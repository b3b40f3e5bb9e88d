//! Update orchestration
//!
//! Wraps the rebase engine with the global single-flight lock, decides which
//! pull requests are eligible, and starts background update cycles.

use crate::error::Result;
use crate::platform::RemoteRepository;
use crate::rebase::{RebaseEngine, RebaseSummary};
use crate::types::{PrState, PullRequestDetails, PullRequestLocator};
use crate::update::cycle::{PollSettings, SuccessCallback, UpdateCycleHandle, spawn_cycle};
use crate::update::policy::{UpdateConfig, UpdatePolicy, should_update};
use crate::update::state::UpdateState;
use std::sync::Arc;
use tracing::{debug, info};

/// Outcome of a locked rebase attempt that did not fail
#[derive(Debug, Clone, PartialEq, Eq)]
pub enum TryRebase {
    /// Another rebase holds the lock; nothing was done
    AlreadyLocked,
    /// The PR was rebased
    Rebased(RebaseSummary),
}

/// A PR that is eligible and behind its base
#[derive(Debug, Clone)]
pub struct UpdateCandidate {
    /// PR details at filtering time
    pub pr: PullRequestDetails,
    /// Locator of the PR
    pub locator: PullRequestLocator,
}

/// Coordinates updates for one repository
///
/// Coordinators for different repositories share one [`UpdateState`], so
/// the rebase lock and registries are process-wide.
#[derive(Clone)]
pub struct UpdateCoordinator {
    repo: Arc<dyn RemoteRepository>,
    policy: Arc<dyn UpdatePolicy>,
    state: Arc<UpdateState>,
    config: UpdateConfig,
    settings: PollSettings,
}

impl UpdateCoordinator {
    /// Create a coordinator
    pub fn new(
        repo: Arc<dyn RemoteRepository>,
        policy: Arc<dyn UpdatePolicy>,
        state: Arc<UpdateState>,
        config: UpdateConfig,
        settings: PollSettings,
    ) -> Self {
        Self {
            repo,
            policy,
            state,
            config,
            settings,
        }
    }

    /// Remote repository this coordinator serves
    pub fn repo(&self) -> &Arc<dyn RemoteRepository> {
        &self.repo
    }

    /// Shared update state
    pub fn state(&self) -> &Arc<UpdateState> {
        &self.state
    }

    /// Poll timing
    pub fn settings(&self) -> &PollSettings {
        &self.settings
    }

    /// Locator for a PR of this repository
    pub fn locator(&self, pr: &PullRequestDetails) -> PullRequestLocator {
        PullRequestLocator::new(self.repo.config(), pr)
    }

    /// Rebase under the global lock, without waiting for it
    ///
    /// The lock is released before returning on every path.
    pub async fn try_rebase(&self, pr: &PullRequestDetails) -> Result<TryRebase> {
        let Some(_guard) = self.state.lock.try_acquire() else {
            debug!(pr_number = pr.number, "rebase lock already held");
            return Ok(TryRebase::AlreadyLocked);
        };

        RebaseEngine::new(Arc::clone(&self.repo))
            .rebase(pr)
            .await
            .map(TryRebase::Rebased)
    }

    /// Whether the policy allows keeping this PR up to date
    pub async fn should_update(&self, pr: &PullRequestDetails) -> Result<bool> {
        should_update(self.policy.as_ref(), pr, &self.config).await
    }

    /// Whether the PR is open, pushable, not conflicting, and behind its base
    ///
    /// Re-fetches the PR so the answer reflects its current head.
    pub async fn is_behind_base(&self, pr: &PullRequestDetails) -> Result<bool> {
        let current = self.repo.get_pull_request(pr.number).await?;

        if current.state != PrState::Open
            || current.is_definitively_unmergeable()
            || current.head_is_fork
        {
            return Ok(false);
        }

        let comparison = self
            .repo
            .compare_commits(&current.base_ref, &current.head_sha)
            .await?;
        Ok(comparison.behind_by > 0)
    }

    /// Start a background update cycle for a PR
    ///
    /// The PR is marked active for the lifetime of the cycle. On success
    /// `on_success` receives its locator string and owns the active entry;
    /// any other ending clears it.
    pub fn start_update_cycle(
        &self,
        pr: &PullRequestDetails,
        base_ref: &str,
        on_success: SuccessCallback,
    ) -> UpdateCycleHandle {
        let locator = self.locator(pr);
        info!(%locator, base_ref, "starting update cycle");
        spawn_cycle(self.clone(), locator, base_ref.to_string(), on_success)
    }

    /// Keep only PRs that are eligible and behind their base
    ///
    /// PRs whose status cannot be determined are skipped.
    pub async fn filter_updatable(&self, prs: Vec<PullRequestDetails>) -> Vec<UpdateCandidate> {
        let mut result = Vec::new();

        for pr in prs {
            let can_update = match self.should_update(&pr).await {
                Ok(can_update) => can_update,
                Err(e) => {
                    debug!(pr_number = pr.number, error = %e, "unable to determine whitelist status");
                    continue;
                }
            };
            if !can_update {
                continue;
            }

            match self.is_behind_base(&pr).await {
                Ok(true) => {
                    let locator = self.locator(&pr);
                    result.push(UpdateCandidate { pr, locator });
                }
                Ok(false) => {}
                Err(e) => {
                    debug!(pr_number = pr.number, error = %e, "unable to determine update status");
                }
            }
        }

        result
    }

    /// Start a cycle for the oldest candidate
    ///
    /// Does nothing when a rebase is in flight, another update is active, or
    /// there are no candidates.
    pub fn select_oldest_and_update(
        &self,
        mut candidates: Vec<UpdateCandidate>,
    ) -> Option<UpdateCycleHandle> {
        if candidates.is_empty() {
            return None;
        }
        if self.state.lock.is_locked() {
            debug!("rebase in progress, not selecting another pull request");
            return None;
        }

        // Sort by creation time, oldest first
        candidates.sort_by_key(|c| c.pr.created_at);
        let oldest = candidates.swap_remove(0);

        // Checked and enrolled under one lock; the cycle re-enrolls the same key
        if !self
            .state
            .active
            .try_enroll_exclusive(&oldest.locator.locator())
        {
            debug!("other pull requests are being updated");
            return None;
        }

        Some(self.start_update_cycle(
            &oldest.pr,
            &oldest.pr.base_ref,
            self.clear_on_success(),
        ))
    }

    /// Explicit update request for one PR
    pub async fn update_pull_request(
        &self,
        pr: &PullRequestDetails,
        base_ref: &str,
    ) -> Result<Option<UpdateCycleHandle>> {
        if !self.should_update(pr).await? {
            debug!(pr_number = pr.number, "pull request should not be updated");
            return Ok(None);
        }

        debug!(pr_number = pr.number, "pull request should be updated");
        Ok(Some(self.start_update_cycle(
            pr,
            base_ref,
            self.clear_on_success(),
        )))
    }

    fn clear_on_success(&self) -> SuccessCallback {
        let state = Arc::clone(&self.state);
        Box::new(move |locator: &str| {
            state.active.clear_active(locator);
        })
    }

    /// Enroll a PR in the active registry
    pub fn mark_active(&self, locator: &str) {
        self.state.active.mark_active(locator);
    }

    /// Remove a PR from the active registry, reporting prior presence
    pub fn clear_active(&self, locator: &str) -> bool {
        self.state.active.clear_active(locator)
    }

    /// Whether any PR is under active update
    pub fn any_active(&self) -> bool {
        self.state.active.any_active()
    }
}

▸ **AIM OF THE EXERCISE**
Could you report all lines of the listing that hold "requests"?

▸ **EXERCISE SOLUTION**
//! pull requests are eligible, and starts background update cycles.
            debug!("other pull requests are being updated");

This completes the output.